Work task
Note each line of the entries that includes "Result". Then copy those lines.

Data to examine
===============

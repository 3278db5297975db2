// Report moderation — the console's core.
//
// model defines the wire shapes, target turns polymorphic report targets
// into a tagged union at the decode boundary, repository is the backend
// seam, and session is the state machine that keeps every report view
// consistent.

pub mod model;
pub mod repository;
pub mod session;
pub mod target;
// Admin API client — authenticated JSON over HTTP.
//
// A thin reqwest wrapper with generic GET/PATCH helpers. Every call carries
// the operator's bearer credential, which is passed in explicitly at
// construction — there is no ambient credential lookup anywhere in the
// crate. Application errors (non-2xx with a message payload) surface the
// server's message verbatim; transport errors fall back to a generic
// per-operation message.

use anyhow::{Context, Result};
use serde::de::DeserializeOwned;
use serde::Deserialize;
use tracing::debug;

/// Default admin API endpoint for local development.
pub const DEFAULT_API_URL: &str = "http://localhost:4000/api";

/// Authenticated HTTP client for the platform's admin REST surface.
pub struct AdminApiClient {
    client: reqwest::Client,
    base_url: String,
    token: String,
}

impl AdminApiClient {
    /// Create a new admin client for the given base URL and bearer token.
    pub fn new(base_url: &str, token: &str) -> Result<Self> {
        let client = reqwest::Client::builder()
            .user_agent("cinder/0.1 (moderation-console)")
            .build()
            .context("Failed to build HTTP client")?;

        Ok(Self {
            client,
            base_url: base_url.trim_end_matches('/').to_string(),
            token: token.to_string(),
        })
    }

    /// Make a GET request to an admin endpoint and deserialize the response.
    ///
    /// `what` is the generic failure message for this operation (e.g.
    /// "Failed to fetch reports") — used when the server doesn't supply its
    /// own message.
    pub async fn get_json<T: DeserializeOwned>(
        &self,
        path: &str,
        query: &[(&str, &str)],
        what: &str,
    ) -> Result<T> {
        let url = format!("{}/{}", self.base_url, path);

        debug!(path = path, "GET request");

        let mut request = self.client.get(&url).bearer_auth(&self.token);
        if !query.is_empty() {
            request = request.query(query);
        }

        let response = request.send().await.with_context(|| what.to_string())?;
        let response = Self::check(response, what).await?;

        response
            .json::<T>()
            .await
            .with_context(|| format!("{what}: could not decode response"))
    }

    /// Make a PATCH request with no body and no expected response payload.
    /// All terminal moderation actions go through here.
    pub async fn patch_unit(&self, path: &str, what: &str) -> Result<()> {
        let url = format!("{}/{}", self.base_url, path);

        debug!(path = path, "PATCH request");

        let response = self
            .client
            .patch(&url)
            .bearer_auth(&self.token)
            .send()
            .await
            .with_context(|| what.to_string())?;

        Self::check(response, what).await?;
        Ok(())
    }

    /// Turn a non-2xx response into an error. Prefers the server-provided
    /// `message` payload; falls back to the generic operation message with
    /// the status attached.
    async fn check(response: reqwest::Response, what: &str) -> Result<reqwest::Response> {
        if response.status().is_success() {
            return Ok(response);
        }

        let status = response.status();
        let body = response.text().await.unwrap_or_default();
        match serde_json::from_str::<ApiErrorBody>(&body) {
            Ok(err) if !err.message.is_empty() => anyhow::bail!("{}", err.message),
            _ => anyhow::bail!("{what} ({status})"),
        }
    }
}

/// Application error payload shape: `{"message": "..."}`.
#[derive(Deserialize)]
struct ApiErrorBody {
    #[serde(default)]
    message: String,
}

===============

Answer space
use anyhow::{Context, Result};
    pub fn new(base_url: &str, token: &str) -> Result<Self> {
    ) -> Result<T> {
    pub async fn patch_unit(&self, path: &str, what: &str) -> Result<()> {
    async fn check(response: reqwest::Response, what: &str) -> Result<reqwest::Response> {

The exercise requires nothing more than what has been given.